Saved entries
--------
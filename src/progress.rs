//! Progress indicators for dsync CLI.
//!
//! [`ApplyProgress`] draws one bar across every kind of an apply and prints
//! per-item results above it.

use colored::Colorize;
use indicatif::{ProgressBar, ProgressStyle};
use reconcile::{ItemOutcome, Kind, ProgressCallback, SelectionId};

use crate::ui;

pub struct ApplyProgress {
    bar: ProgressBar,
    label: String,
    verbose: bool,
}

impl ApplyProgress {
    /// A bar for `total` items; hidden when `quiet`.
    pub fn new(total: usize, quiet: bool, verbose: bool) -> Self {
        let bar = if quiet {
            ProgressBar::hidden()
        } else {
            let bar = ProgressBar::new(total as u64);
            bar.set_style(
                ProgressStyle::default_bar()
                    .template("{spinner:.green} [{bar:40.cyan/blue}] {pos}/{len} {msg}")
                    .unwrap_or_else(|_| ProgressStyle::default_bar())
                    .progress_chars("=>-"),
            );
            bar
        };
        Self {
            bar,
            label: String::new(),
            verbose,
        }
    }

    pub fn finish(&self) {
        self.bar.finish_and_clear();
    }
}

impl ProgressCallback for ApplyProgress {
    fn on_kind_start(&mut self, kind: Kind, count: usize) {
        self.bar.set_message(format!("{} ({count})", kind.category_name()));
    }

    fn on_item_start(&mut self, id: &SelectionId, label: &str) {
        self.label = label.to_string();
        self.bar.set_message(format!("{}: {}", id.kind.category_name(), label));
    }

    fn on_item_complete(&mut self, id: &SelectionId, outcome: &ItemOutcome) {
        self.bar.inc(1);
        let label = &self.label;
        match outcome {
            ItemOutcome::Failed { error } => self.bar.suspend(|| {
                ui::error(&format!("{id} ({label}): {error}"));
            }),
            _ if self.verbose => self.bar.suspend(|| {
                println!("  {} {} {}", ui::outcome_symbol(outcome), label, outcome.to_string().dimmed());
            }),
            _ => {}
        }
    }

    fn on_kind_complete(&mut self, kind: Kind) {
        log::debug!("Finished {}", kind.category_name());
    }
}
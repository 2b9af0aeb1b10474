//! Progress reporting
//!
//! The engine reports progress through [`ProgressCallback`] so it can be
//! driven without depending on a specific terminal UI.

use crate::executor::ItemOutcome;
use crate::types::{Kind, SelectionId};

/// Progress callback for apply operations
///
/// Implement this trait to receive progress updates while items are applied.
pub trait ProgressCallback: Send {
    /// Called before the items of one kind are applied
    fn on_kind_start(&mut self, kind: Kind, count: usize);

    /// Called when starting to apply a single item
    fn on_item_start(&mut self, id: &SelectionId, label: &str);

    /// Called when an item completes, successfully or not
    fn on_item_complete(&mut self, id: &SelectionId, outcome: &ItemOutcome);

    /// Called after the last item of a kind
    fn on_kind_complete(&mut self, kind: Kind);
}

/// No-op progress callback
pub struct NoProgress;

impl ProgressCallback for NoProgress {
    fn on_kind_start(&mut self, _kind: Kind, _count: usize) {}
    fn on_item_start(&mut self, _id: &SelectionId, _label: &str) {}
    fn on_item_complete(&mut self, _id: &SelectionId, _outcome: &ItemOutcome) {}
    fn on_kind_complete(&mut self, _kind: Kind) {}
}

/// Progress callback that records events, for tests and logs.
#[derive(Debug, Default)]
pub struct RecordingProgress {
    pub events: Vec<String>,
}

impl ProgressCallback for RecordingProgress {
    fn on_kind_start(&mut self, kind: Kind, count: usize) {
        self.events.push(format!("start {kind} ({count})"));
    }

    fn on_item_start(&mut self, id: &SelectionId, _label: &str) {
        self.events.push(format!("item {id}"));
    }

    fn on_item_complete(&mut self, id: &SelectionId, outcome: &ItemOutcome) {
        self.events.push(format!("done {id}: {outcome}"));
    }

    fn on_kind_complete(&mut self, kind: Kind) {
        self.events.push(format!("end {kind}"));
    }
}
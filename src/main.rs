mod cli;
mod commands;
mod config;
mod paths;
mod progress;
mod ui;

use anyhow::Result;
use clap::{CommandFactory, Parser};
use clap_complete::generate;
use cli::{Cli, Command};
use std::io;

/// Global context for the application
pub struct Context {
    pub verbose: u8,
    pub quiet: bool,
    pub strict: bool,
}

fn main() -> Result<()> {
    let cli = Cli::parse();

    // Initialize logging based on verbosity
    let log_level = match cli.verbose {
        0 => log::LevelFilter::Warn,
        1 => log::LevelFilter::Info,
        2 => log::LevelFilter::Debug,
        _ => log::LevelFilter::Trace,
    };

    env_logger::Builder::new()
        .filter_level(if cli.quiet {
            log::LevelFilter::Error
        } else {
            log_level
        })
        .format_timestamp(None)
        .init();

    let ctx = Context {
        verbose: cli.verbose,
        quiet: cli.quiet,
        strict: cli.strict,
    };

    match cli.command {
        Command::Tree { json } => commands::tree::run(&ctx, json),
        Command::Export(args) => commands::export::run(&ctx, args),
        Command::Compare { file, json } => commands::compare::run(&ctx, &file, json),
        Command::Import(args) => commands::import::run(&ctx, args),
        Command::Remote(cmd) => commands::remote::run(&ctx, cmd),
        Command::Config(cmd) => commands::config::run(&ctx, cmd),
        Command::Completions { shell } => {
            let mut cmd = Cli::command();
            generate(shell, &mut cmd, "dsync", &mut io::stdout());
            Ok(())
        }
    }
}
--------
ACTIVITY
Reproduce the lines of the records exactly, from the first one through the line that contains "pub fn new(total: usize, quiet: bool, verbose: bool)".

ANSWER TO THE PROBLEM
filename src/progress.rs
//! Progress indicators for dsync CLI.
//!
//! [`ApplyProgress`] draws one bar across every kind of an apply and prints
//! per-item results above it.

use colored::Colorize;
use indicatif::{ProgressBar, ProgressStyle};
use reconcile::{ItemOutcome, Kind, ProgressCallback, SelectionId};

use crate::ui;

pub struct ApplyProgress {
    bar: ProgressBar,
    label: String,
    verbose: bool,
}

impl ApplyProgress {
    /// A bar for `total` items; hidden when `quiet`.
    pub fn new(total: usize, quiet: bool, verbose: bool) -> Self {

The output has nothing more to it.